**Required action**
Provide again, from the entries below, every line from the one containing "repository 43455c1843b6454c" through the one containing "use tokio::task::JoinError;", exactly as written, and no other line.

**The input**
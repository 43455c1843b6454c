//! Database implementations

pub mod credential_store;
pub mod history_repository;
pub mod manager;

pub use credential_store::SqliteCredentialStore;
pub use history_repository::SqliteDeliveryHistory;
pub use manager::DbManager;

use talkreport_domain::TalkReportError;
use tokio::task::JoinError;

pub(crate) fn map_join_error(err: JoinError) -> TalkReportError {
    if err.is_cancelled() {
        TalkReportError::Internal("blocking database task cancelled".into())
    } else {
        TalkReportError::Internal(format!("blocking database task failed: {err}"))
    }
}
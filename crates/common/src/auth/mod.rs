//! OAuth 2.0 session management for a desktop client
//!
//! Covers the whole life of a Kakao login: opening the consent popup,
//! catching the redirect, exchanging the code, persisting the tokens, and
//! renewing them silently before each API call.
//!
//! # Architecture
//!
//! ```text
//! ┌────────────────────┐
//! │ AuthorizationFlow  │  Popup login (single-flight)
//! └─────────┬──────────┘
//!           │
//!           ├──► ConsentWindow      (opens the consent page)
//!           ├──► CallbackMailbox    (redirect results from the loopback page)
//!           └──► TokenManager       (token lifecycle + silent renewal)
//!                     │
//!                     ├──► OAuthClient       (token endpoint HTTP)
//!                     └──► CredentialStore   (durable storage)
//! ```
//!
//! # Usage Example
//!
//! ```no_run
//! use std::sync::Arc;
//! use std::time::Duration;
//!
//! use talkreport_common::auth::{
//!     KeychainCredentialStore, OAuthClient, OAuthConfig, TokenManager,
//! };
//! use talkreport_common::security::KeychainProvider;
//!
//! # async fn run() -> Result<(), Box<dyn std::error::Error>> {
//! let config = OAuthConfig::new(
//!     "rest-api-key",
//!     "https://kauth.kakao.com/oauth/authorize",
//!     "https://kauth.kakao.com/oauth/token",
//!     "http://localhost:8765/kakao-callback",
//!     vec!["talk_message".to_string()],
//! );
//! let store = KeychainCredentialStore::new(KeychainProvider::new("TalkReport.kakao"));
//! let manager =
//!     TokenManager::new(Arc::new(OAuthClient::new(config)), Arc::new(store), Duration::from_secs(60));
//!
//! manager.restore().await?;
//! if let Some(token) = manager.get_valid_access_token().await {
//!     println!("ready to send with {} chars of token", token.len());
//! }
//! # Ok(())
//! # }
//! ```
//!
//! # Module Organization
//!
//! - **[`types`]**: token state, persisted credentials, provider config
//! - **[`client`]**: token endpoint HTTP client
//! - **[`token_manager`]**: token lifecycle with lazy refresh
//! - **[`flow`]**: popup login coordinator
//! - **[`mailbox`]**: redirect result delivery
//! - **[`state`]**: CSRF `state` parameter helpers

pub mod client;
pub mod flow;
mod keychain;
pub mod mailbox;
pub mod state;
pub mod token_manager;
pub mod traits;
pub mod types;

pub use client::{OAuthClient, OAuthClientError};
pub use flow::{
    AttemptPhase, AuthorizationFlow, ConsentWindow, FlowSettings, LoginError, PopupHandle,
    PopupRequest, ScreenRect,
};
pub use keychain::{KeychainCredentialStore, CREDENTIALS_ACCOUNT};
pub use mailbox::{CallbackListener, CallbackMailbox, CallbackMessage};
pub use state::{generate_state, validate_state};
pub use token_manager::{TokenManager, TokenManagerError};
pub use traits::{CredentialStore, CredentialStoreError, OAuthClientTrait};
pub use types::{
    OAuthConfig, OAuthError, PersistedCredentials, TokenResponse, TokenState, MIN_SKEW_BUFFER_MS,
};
* * *
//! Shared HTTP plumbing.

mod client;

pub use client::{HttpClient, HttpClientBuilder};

**Solution to this task**
repository 43455c1843b6454c
//! Database implementations

pub mod credential_store;
pub mod history_repository;
pub mod manager;

pub use credential_store::SqliteCredentialStore;
pub use history_repository::SqliteDeliveryHistory;
pub use manager::DbManager;

use talkreport_domain::TalkReportError;
use tokio::task::JoinError;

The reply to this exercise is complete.